Output the following data exactly.

##### Supplied information

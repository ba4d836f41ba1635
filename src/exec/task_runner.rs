// src/exec/task_runner.rs

//! Subprocess execution for a single task descriptor.
//!
//! Each execution gets a fresh v4 run id and a log file named
//! `<run_id>_<timestamp>.txt` inside the task's log directory. Only stdout
//! is captured; stderr stays attached to the watcher's own stderr so script
//! failures remain visible in the terminal.

use std::path::{Path, PathBuf};
use std::process::Stdio;

use anyhow::Context;
use chrono::{DateTime, Local};
use tokio::process::Command;
use tracing::info;
use uuid::Uuid;

use crate::errors::Result;
use crate::pipeline::{ExecutionRecord, TaskSpec};
use crate::types::TIMESTAMP_FORMAT;

/// Create the log directory if it does not exist yet.
///
/// Safe to call for every execution; an existing directory is not an error.
pub fn ensure_log_dir(log_dir: &Path) -> Result<()> {
    std::fs::create_dir_all(log_dir)
        .with_context(|| format!("creating log directory {:?}", log_dir))?;
    Ok(())
}

fn log_path_for(task: &TaskSpec, run_id: Uuid, started_at: &DateTime<Local>) -> PathBuf {
    task.log_dir
        .join(format!("{run_id}_{}.txt", started_at.format(TIMESTAMP_FORMAT)))
}

/// Run one script to completion, capturing stdout into its log file.
///
/// A non-zero exit code is returned inside the record rather than as an
/// error. Processes terminated by a signal are recorded with exit code -1.
pub async fn run_script(task: TaskSpec) -> Result<ExecutionRecord> {
    let run_id = Uuid::new_v4();
    let started_at = Local::now();

    ensure_log_dir(&task.log_dir)?;
    let log_path = log_path_for(&task, run_id, &started_at);
    let log_file = std::fs::File::create(&log_path)
        .with_context(|| format!("creating log file {:?}", log_path))?;

    info!(
        script = %task.script.display(),
        run_id = %run_id,
        log = %log_path.display(),
        "starting task process"
    );

    let status = Command::new(&task.script)
        .stdout(Stdio::from(log_file))
        .status()
        .await
        .with_context(|| format!("spawning script {:?}", task.script))?;

    let exit_code = status.code().unwrap_or(-1);
    info!(
        script = %task.script.display(),
        run_id = %run_id,
        exit_code,
        "task process exited"
    );

    Ok(ExecutionRecord {
        task,
        run_id,
        started_at,
        log_path,
        exit_code,
    })
}
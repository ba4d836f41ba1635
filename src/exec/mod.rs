// src/exec/mod.rs

//! Process execution layer.
//!
//! Responsible for actually running the scripts named by task descriptors,
//! using `tokio::process::Command`, and turning each run into an
//! [`ExecutionRecord`].
//!
//! - [`backend`] provides the `TaskExecutor` trait and the concrete
//!   `ProcessExecutor` used in production; tests can replace it with a fake
//!   implementation.
//! - [`task_runner`] handles individual script execution and log capture.
//!
//! [`ExecutionRecord`]: crate::pipeline::ExecutionRecord

pub mod backend;
pub mod task_runner;

pub use backend::{ProcessExecutor, TaskExecutor};
pub use task_runner::{ensure_log_dir, run_script};
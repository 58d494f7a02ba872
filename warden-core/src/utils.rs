//! Scope pattern helpers

use url::Url;
use warden_storage::origin_of;

/// Whether `url` falls under `pattern`. A trailing `*` matches any suffix;
/// otherwise the match is exact.
pub fn scope_matches(pattern: &Url, url: &Url) -> bool {
    match pattern.as_str().strip_suffix('*') {
        Some(prefix) => url.as_str().starts_with(prefix),
        None => url.as_str() == pattern.as_str(),
    }
}

/// Whether both URLs have the same, non-opaque, origin
pub fn same_origin(a: &Url, b: &Url) -> bool {
    match (origin_of(a), origin_of(b)) {
        (Some(a), Some(b)) => a == b,
        _ => false,
    }
}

##########

▸ Your response:
repository ba4d836f41ba1635
filename src/exec/task_runner.rs
// src/exec/task_runner.rs

//! Subprocess execution for a single task descriptor.
//!
//! Each execution gets a fresh v4 run id and a log file named
//! `<run_id>_<timestamp>.txt` inside the task's log directory. Only stdout
//! is captured; stderr stays attached to the watcher's own stderr so script
//! failures remain visible in the terminal.

use std::path::{Path, PathBuf};
use std::process::Stdio;

use anyhow::Context;
use chrono::{DateTime, Local};
use tokio::process::Command;
use tracing::info;
use uuid::Uuid;

use crate::errors::Result;
use crate::pipeline::{ExecutionRecord, TaskSpec};
use crate::types::TIMESTAMP_FORMAT;

/// Create the log directory if it does not exist yet.
///
/// Safe to call for every execution; an existing directory is not an error.
pub fn ensure_log_dir(log_dir: &Path) -> Result<()> {
    std::fs::create_dir_all(log_dir)
        .with_context(|| format!("creating log directory {:?}", log_dir))?;
    Ok(())
}

fn log_path_for(task: &TaskSpec, run_id: Uuid, started_at: &DateTime<Local>) -> PathBuf {
    task.log_dir
        .join(format!("{run_id}_{}.txt", started_at.format(TIMESTAMP_FORMAT)))
}

/// Run one script to completion, capturing stdout into its log file.
///
/// A non-zero exit code is returned inside the record rather than as an
/// error. Processes terminated by a signal are recorded with exit code -1.
pub async fn run_script(task: TaskSpec) -> Result<ExecutionRecord> {
    let run_id = Uuid::new_v4();
    let started_at = Local::now();

    ensure_log_dir(&task.log_dir)?;
    let log_path = log_path_for(&task, run_id, &started_at);
    let log_file = std::fs::File::create(&log_path)
        .with_context(|| format!("creating log file {:?}", log_path))?;

    info!(
        script = %task.script.display(),
        run_id = %run_id,
        log = %log_path.display(),
        "starting task process"
    );

    let status = Command::new(&task.script)
        .stdout(Stdio::from(log_file))
        .status()
        .await
        .with_context(|| format!("spawning script {:?}", task.script))?;

    let exit_code = status.code().unwrap_or(-1);
    info!(
        script = %task.script.display(),
        run_id = %run_id,
        exit_code,
        "task process exited"
    );

    Ok(ExecutionRecord {
        task,
        run_id,
        started_at,
        log_path,
        exit_code,
    })
}
repository ba4d836f41ba1635
filename src/exec/mod.rs
// src/exec/mod.rs

//! Process execution layer.
//!
//! Responsible for actually running the scripts named by task descriptors,
//! using `tokio::process::Command`, and turning each run into an
//! [`ExecutionRecord`].
//!
//! - [`backend`] provides the `TaskExecutor` trait and the concrete
//!   `ProcessExecutor` used in production; tests can replace it with a fake
//!   implementation.
//! - [`task_runner`] handles individual script execution and log capture.
//!
//! [`ExecutionRecord`]: crate::pipeline::ExecutionRecord

pub mod backend;
pub mod task_runner;

pub use backend::{ProcessExecutor, TaskExecutor};
pub use task_runner::{ensure_log_dir, run_script};
repository 58d494f7a02ba872
filename warden-core/src/utils.rs
//! Scope pattern helpers

use url::Url;
use warden_storage::origin_of;

/// Whether `url` falls under `pattern`. A trailing `*` matches any suffix;
/// otherwise the match is exact.
pub fn scope_matches(pattern: &Url, url: &Url) -> bool {
    match pattern.as_str().strip_suffix('*') {
        Some(prefix) => url.as_str().starts_with(prefix),
        None => url.as_str() == pattern.as_str(),
    }
}

/// Whether both URLs have the same, non-opaque, origin
pub fn same_origin(a: &Url, b: &Url) -> bool {
    match (origin_of(a), origin_of(b)) {
        (Some(a), Some(b)) => a == b,
        _ => false,
    }
}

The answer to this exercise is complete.